Figure 2 Proposed mechanisms by which ERK1/2 and p38MAPK signaling pathways contribute to smooth muscle contraction. MAPK pathways play important roles in modulating the contractile responses of normal and inflamed intestinal smooth muscles. MAPKs can alter the contractile activity of smooth muscle by (1) increasing the Mg²⁺-ATPase activity of myosin II, (2) phosphorylating caldesmon, a thin-filament associated protein, and promoting actin-myosin cross-bridges (3) phosphorylating HSP27 to reverse the inhibitory effects of caldesmon, or (4) directly regulating of myosin phosphatase activity.

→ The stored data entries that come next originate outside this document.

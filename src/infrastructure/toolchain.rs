//! 编译工具链 - 基础设施层
//!
//! 调用外部的 latexmk 和 texloganalyser，只负责跑进程、保存输出。
//! 成功与否由调用方根据输出内容判断，这里不看退出码。

use crate::services::compile_runner::JOB_NAME;
use anyhow::{Context, Result};
use async_trait::async_trait;
use std::path::{Path, PathBuf};
use std::process::Output;
use tokio::fs;
use tokio::process::Command;
use tracing::debug;

/// 编译与日志分析能力
#[async_trait]
pub trait Toolchain: Send + Sync {
    /// 编译源文件，返回编译器的全部输出
    async fn compile(&self, source: &Path) -> Result<String>;

    /// 分析编译日志，返回分析报告
    async fn analyse_log(&self, log: &Path) -> Result<String>;
}

/// 基于 latexmk 的工具链
pub struct LatexToolchain {
    /// 编译工作目录（作业名决定的 .log / .pdf 落在这里）
    workdir: PathBuf,
    compile_output: PathBuf,
    log_analyser: PathBuf,
    analysis_output: PathBuf,
}

impl LatexToolchain {
    pub fn new(
        workdir: impl Into<PathBuf>,
        compile_output: impl Into<PathBuf>,
        log_analyser: impl Into<PathBuf>,
        analysis_output: impl Into<PathBuf>,
    ) -> Self {
        Self {
            workdir: workdir.into(),
            compile_output: compile_output.into(),
            log_analyser: log_analyser.into(),
            analysis_output: analysis_output.into(),
        }
    }

    pub fn from_paths(paths: &crate::config::AutograderPaths) -> Self {
        Self::new(
            &paths.submission_dir,
            &paths.compile_output,
            &paths.log_analyser,
            &paths.log_analysis_output,
        )
    }
}

#[async_trait]
impl Toolchain for LatexToolchain {
    async fn compile(&self, source: &Path) -> Result<String> {
        debug!("latexmk 编译: {}", source.display());

        let output = Command::new("latexmk")
            .arg("-pdf")
            .arg("-interaction=nonstopmode")
            .arg("-halt-on-error")
            .arg(format!("-jobname={}", JOB_NAME))
            .arg(source)
            .current_dir(&self.workdir)
            .output()
            .await
            .context("无法启动 latexmk")?;

        debug!("latexmk 退出状态: {}", output.status);
        let text = combined_output(&output);
        save_output(&self.compile_output, &text).await?;
        Ok(text)
    }

    async fn analyse_log(&self, log: &Path) -> Result<String> {
        debug!("texloganalyser 分析: {}", log.display());

        let output = Command::new(&self.log_analyser)
            .arg("--last")
            .arg("-w")
            .arg(log)
            .output()
            .await
            .with_context(|| format!("无法启动日志分析工具: {}", self.log_analyser.display()))?;

        let text = String::from_utf8_lossy(&output.stdout).into_owned();
        save_output(&self.analysis_output, &text).await?;
        Ok(text)
    }
}

fn combined_output(output: &Output) -> String {
    let mut text = String::from_utf8_lossy(&output.stdout).into_owned();
    text.push_str(&String::from_utf8_lossy(&output.stderr));
    text
}

async fn save_output(path: &Path, text: &str) -> Result<()> {
    if let Some(parent) = path.parent() {
        fs::create_dir_all(parent).await?;
    }
    fs::write(path, text)
        .await
        .with_context(|| format!("无法保存输出: {}", path.display()))
}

CPI-17: protein kinase C-potentiated inhibitory protein for protein phosphatase 1 of 17 kDa; ERK1/2: extracellular signal-regulated kinase 1/2; HSP27: phosphorylate heat shock protein; MAPKAPK-2: MAPK-activated protein kinase 2; LC₂₀: 20 kDa myosin light chain; MLCK: myosin light chain kinase; MLCP: myosin light chain phosphatase; p38MAPK: p38 mitogen-activated protein kinase; PKC: protein kinase C; ROK: Rho-activated protein kinase; ZIPK: zipper-interacting protein kinase.